** Work task **
Reproduce every line in the listing that contains the word "iter".

** Extracted information **
· · · · · · ·

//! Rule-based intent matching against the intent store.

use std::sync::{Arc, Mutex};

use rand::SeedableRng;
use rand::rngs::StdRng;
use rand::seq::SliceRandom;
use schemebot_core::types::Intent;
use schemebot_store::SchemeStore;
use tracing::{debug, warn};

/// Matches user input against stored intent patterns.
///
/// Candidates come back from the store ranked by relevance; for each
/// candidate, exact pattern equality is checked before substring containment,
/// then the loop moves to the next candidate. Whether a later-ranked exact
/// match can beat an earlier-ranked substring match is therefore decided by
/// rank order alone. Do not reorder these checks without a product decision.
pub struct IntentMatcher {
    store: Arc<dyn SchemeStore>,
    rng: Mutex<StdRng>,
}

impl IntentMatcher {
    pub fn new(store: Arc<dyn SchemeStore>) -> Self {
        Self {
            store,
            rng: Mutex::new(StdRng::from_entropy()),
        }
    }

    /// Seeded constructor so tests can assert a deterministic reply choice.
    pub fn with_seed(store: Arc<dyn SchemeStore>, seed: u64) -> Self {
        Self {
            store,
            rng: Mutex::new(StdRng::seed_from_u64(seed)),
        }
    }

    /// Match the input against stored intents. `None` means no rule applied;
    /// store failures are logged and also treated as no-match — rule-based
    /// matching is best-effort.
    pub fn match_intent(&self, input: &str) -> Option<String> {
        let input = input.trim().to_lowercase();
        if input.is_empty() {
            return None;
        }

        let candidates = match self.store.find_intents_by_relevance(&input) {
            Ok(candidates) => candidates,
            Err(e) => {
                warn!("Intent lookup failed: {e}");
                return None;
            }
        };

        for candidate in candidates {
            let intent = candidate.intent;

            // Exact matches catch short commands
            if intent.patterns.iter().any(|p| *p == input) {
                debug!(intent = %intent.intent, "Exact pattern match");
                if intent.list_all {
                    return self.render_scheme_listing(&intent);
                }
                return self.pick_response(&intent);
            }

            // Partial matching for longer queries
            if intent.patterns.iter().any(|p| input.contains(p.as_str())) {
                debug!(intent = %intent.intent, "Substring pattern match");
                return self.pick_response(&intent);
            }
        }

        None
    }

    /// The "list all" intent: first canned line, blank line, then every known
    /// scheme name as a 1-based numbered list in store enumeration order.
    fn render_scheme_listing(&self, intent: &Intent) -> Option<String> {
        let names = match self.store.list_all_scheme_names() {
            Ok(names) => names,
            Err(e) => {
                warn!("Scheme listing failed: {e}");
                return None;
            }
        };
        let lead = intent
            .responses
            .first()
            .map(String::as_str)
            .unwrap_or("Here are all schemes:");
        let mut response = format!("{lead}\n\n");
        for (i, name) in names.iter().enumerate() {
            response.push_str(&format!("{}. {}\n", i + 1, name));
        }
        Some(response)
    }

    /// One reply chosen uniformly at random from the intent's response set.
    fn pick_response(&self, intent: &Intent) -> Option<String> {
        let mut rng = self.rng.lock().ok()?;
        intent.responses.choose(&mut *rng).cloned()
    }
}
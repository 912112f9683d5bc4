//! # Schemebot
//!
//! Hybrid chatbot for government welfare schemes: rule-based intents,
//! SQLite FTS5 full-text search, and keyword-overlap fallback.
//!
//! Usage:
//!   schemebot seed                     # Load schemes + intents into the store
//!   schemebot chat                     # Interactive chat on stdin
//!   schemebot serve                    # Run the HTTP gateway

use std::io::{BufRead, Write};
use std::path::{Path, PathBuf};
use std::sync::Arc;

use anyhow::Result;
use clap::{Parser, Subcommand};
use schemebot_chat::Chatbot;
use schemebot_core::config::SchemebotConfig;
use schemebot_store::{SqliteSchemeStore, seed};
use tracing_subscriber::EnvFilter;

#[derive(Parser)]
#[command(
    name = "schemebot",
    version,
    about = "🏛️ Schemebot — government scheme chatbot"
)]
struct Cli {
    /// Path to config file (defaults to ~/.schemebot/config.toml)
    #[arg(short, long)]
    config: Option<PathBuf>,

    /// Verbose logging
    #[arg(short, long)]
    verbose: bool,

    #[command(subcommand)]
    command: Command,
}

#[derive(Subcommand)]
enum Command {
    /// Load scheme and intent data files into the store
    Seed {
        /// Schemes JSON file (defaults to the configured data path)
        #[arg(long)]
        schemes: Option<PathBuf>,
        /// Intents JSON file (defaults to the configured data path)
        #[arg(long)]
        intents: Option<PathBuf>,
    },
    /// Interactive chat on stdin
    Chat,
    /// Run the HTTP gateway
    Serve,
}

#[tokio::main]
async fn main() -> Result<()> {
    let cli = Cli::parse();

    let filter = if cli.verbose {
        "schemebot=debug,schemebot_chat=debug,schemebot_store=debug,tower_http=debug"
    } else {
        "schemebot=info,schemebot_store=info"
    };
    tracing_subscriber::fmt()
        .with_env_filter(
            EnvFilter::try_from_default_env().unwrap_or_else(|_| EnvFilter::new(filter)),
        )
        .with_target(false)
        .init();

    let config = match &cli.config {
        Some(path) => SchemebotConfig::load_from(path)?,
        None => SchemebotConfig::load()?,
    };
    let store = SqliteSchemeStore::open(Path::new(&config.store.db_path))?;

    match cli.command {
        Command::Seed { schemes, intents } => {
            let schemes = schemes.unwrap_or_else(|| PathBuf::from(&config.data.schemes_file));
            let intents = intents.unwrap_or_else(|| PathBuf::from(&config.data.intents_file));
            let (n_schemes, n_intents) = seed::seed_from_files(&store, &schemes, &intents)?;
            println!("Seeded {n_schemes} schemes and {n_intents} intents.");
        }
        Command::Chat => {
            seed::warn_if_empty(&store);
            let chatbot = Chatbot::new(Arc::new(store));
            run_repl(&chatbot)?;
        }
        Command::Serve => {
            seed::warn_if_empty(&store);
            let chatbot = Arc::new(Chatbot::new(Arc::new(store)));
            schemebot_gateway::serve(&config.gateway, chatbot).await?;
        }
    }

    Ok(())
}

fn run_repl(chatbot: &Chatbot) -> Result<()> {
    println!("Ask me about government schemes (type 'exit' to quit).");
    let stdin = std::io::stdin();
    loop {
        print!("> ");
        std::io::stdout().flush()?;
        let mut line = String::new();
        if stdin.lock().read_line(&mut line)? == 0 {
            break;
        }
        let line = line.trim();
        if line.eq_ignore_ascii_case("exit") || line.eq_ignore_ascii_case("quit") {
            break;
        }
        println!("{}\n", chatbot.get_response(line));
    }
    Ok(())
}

· · · · · · ·

** Answer section **
            if intent.patterns.iter().any(|p| *p == input) {
            if intent.patterns.iter().any(|p| input.contains(p.as_str())) {
        for (i, name) in names.iter().enumerate() {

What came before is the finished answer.